What this task involves: Print the complete set of entries exactly.

BEGIN Supplied records

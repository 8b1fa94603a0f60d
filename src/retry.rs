//! Bounded retry for operations that may fail transiently.

use anyhow::{Result, anyhow};
use log::{debug, warn};
use std::time::Duration;

/// Maximum number of push attempts to a freshly created fork.
pub const PUSH_MAX_ATTEMPTS: usize = 4;

/// Wait between push attempts. Forks are not writable right after creation
/// and the forge offers no way to ask when they are.
pub const PUSH_RETRY_INTERVAL: Duration = Duration::from_secs(3 * 60);

/// How often and how patiently to retry an operation.
#[derive(Debug, Clone, Copy, PartialEq, Eq)]
pub struct RetryPolicy {
    pub max_attempts: usize,
    pub interval: Duration,
}

impl RetryPolicy {
    pub fn new(max_attempts: usize, interval: Duration) -> Self {
        Self {
            max_attempts: max_attempts.max(1),
            interval,
        }
    }

    /// Policy used for pushing to a fork.
    pub fn fork_push() -> Self {
        Self::new(PUSH_MAX_ATTEMPTS, PUSH_RETRY_INTERVAL)
    }

    /// Run `operation` until it succeeds, fails with an error `is_retryable`
    /// rejects, or the attempts run out.
    pub async fn run<F, Fut, T, P>(
        &self,
        operation_name: &str,
        is_retryable: P,
        operation: F,
    ) -> Result<T>
    where
        F: Fn(usize) -> Fut,
        Fut: std::future::Future<Output = Result<T>>,
        P: Fn(&anyhow::Error) -> bool,
    {
        let mut last_error = None;

        for attempt in 1..=self.max_attempts {
            match operation(attempt).await {
                Ok(result) => return Ok(result),
                Err(e) => {
                    if !is_retryable(&e) {
                        debug!("{}: non-retryable error: {:#}", operation_name, e);
                        return Err(e);
                    }

                    if attempt < self.max_attempts {
                        warn!(
                            "{}: attempt {}/{} failed ({:#}), retrying in {}s...",
                            operation_name,
                            attempt,
                            self.max_attempts,
                            e,
                            self.interval.as_secs()
                        );
                        tokio::time::sleep(self.interval).await;
                    }
                    last_error = Some(e);
                }
            }
        }

        let last = last_error
            .unwrap_or_else(|| anyhow!("{}: no attempt was made", operation_name));
        Err(last.context(format!(
            "{}: failed after {} attempts",
            operation_name, self.max_attempts
        )))
    }
}

impl Default for RetryPolicy {
    fn default() -> Self {
        Self::fork_push()
    }
}

#[cfg(test)]
mod tests {
    use super::*;
    use std::sync::Arc;
    use std::sync::atomic::{AtomicUsize, Ordering};

    fn quick(max_attempts: usize) -> RetryPolicy {
        RetryPolicy::new(max_attempts, Duration::ZERO)
    }

    #[tokio::test]
    async fn test_run_success() {
        let result = quick(3)
            .run("test", |_| true, |_| async { Ok::<_, anyhow::Error>(42) })
            .await;
        assert_eq!(result.unwrap(), 42);
    }

    #[tokio::test]
    async fn test_run_immediate_failure_on_non_retryable() {
        let attempts = Arc::new(AtomicUsize::new(0));
        let counter = Arc::clone(&attempts);

        let result = quick(4)
            .run(
                "test",
                |_| false,
                |_| {
                    let counter = Arc::clone(&counter);
                    async move {
                        counter.fetch_add(1, Ordering::SeqCst);
                        Err::<(), _>(anyhow!("permission denied"))
                    }
                },
            )
            .await;

        assert!(result.is_err());
        assert_eq!(attempts.load(Ordering::SeqCst), 1);
    }

    #[tokio::test]
    async fn test_run_retries_until_success() {
        let result = quick(4)
            .run(
                "test",
                |e| e.to_string().contains("not ready"),
                |attempt| async move {
                    if attempt < 3 {
                        Err(anyhow!("fork not ready"))
                    } else {
                        Ok(attempt)
                    }
                },
            )
            .await;

        assert_eq!(result.unwrap(), 3);
    }

    #[tokio::test]
    async fn test_run_exhausts_attempts() {
        let attempts = Arc::new(AtomicUsize::new(0));
        let counter = Arc::clone(&attempts);

        let result = quick(4)
            .run(
                "push",
                |_| true,
                |_| {
                    let counter = Arc::clone(&counter);
                    async move {
                        counter.fetch_add(1, Ordering::SeqCst);
                        Err::<(), _>(anyhow!("fork not ready"))
                    }
                },
            )
            .await;

        let err = result.unwrap_err();
        assert_eq!(attempts.load(Ordering::SeqCst), 4);
        assert!(err.to_string().contains("failed after 4 attempts"));
        assert!(format!("{:#}", err).contains("fork not ready"));
    }

    #[test]
    fn test_policy_defaults() {
        let policy = RetryPolicy::fork_push();
        assert_eq!(policy.max_attempts, 4);
        assert_eq!(policy.interval, Duration::from_secs(180));
        assert_eq!(RetryPolicy::new(0, Duration::ZERO).max_attempts, 1);
    }
}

END Supplied records

Answer section:
repository 8b1fa94603a0f60d
filename src/retry.rs
//! Bounded retry for operations that may fail transiently.

use anyhow::{Result, anyhow};
use log::{debug, warn};
use std::time::Duration;

/// Maximum number of push attempts to a freshly created fork.
pub const PUSH_MAX_ATTEMPTS: usize = 4;

/// Wait between push attempts. Forks are not writable right after creation
/// and the forge offers no way to ask when they are.
pub const PUSH_RETRY_INTERVAL: Duration = Duration::from_secs(3 * 60);

/// How often and how patiently to retry an operation.
#[derive(Debug, Clone, Copy, PartialEq, Eq)]
pub struct RetryPolicy {
    pub max_attempts: usize,
    pub interval: Duration,
}

impl RetryPolicy {
    pub fn new(max_attempts: usize, interval: Duration) -> Self {
        Self {
            max_attempts: max_attempts.max(1),
            interval,
        }
    }

    /// Policy used for pushing to a fork.
    pub fn fork_push() -> Self {
        Self::new(PUSH_MAX_ATTEMPTS, PUSH_RETRY_INTERVAL)
    }

    /// Run `operation` until it succeeds, fails with an error `is_retryable`
    /// rejects, or the attempts run out.
    pub async fn run<F, Fut, T, P>(
        &self,
        operation_name: &str,
        is_retryable: P,
        operation: F,
    ) -> Result<T>
    where
        F: Fn(usize) -> Fut,
        Fut: std::future::Future<Output = Result<T>>,
        P: Fn(&anyhow::Error) -> bool,
    {
        let mut last_error = None;

        for attempt in 1..=self.max_attempts {
            match operation(attempt).await {
                Ok(result) => return Ok(result),
                Err(e) => {
                    if !is_retryable(&e) {
                        debug!("{}: non-retryable error: {:#}", operation_name, e);
                        return Err(e);
                    }

                    if attempt < self.max_attempts {
                        warn!(
                            "{}: attempt {}/{} failed ({:#}), retrying in {}s...",
                            operation_name,
                            attempt,
                            self.max_attempts,
                            e,
                            self.interval.as_secs()
                        );
                        tokio::time::sleep(self.interval).await;
                    }
                    last_error = Some(e);
                }
            }
        }

        let last = last_error
            .unwrap_or_else(|| anyhow!("{}: no attempt was made", operation_name));
        Err(last.context(format!(
            "{}: failed after {} attempts",
            operation_name, self.max_attempts
        )))
    }
}

impl Default for RetryPolicy {
    fn default() -> Self {
        Self::fork_push()
    }
}

#[cfg(test)]
mod tests {
    use super::*;
    use std::sync::Arc;
    use std::sync::atomic::{AtomicUsize, Ordering};

    fn quick(max_attempts: usize) -> RetryPolicy {
        RetryPolicy::new(max_attempts, Duration::ZERO)
    }

    #[tokio::test]
    async fn test_run_success() {
        let result = quick(3)
            .run("test", |_| true, |_| async { Ok::<_, anyhow::Error>(42) })
            .await;
        assert_eq!(result.unwrap(), 42);
    }

    #[tokio::test]
    async fn test_run_immediate_failure_on_non_retryable() {
        let attempts = Arc::new(AtomicUsize::new(0));
        let counter = Arc::clone(&attempts);

        let result = quick(4)
            .run(
                "test",
                |_| false,
                |_| {
                    let counter = Arc::clone(&counter);
                    async move {
                        counter.fetch_add(1, Ordering::SeqCst);
                        Err::<(), _>(anyhow!("permission denied"))
                    }
                },
            )
            .await;

        assert!(result.is_err());
        assert_eq!(attempts.load(Ordering::SeqCst), 1);
    }

    #[tokio::test]
    async fn test_run_retries_until_success() {
        let result = quick(4)
            .run(
                "test",
                |e| e.to_string().contains("not ready"),
                |attempt| async move {
                    if attempt < 3 {
                        Err(anyhow!("fork not ready"))
                    } else {
                        Ok(attempt)
                    }
                },
            )
            .await;

        assert_eq!(result.unwrap(), 3);
    }

    #[tokio::test]
    async fn test_run_exhausts_attempts() {
        let attempts = Arc::new(AtomicUsize::new(0));
        let counter = Arc::clone(&attempts);

        let result = quick(4)
            .run(
                "push",
                |_| true,
                |_| {
                    let counter = Arc::clone(&counter);
                    async move {
                        counter.fetch_add(1, Ordering::SeqCst);
                        Err::<(), _>(anyhow!("fork not ready"))
                    }
                },
            )
            .await;

        let err = result.unwrap_err();
        assert_eq!(attempts.load(Ordering::SeqCst), 4);
        assert!(err.to_string().contains("failed after 4 attempts"));
        assert!(format!("{:#}", err).contains("fork not ready"));
    }

    #[test]
    fn test_policy_defaults() {
        let policy = RetryPolicy::fork_push();
        assert_eq!(policy.max_attempts, 4);
        assert_eq!(policy.interval, Duration::from_secs(180));
        assert_eq!(RetryPolicy::new(0, Duration::ZERO).max_attempts, 1);
    }
}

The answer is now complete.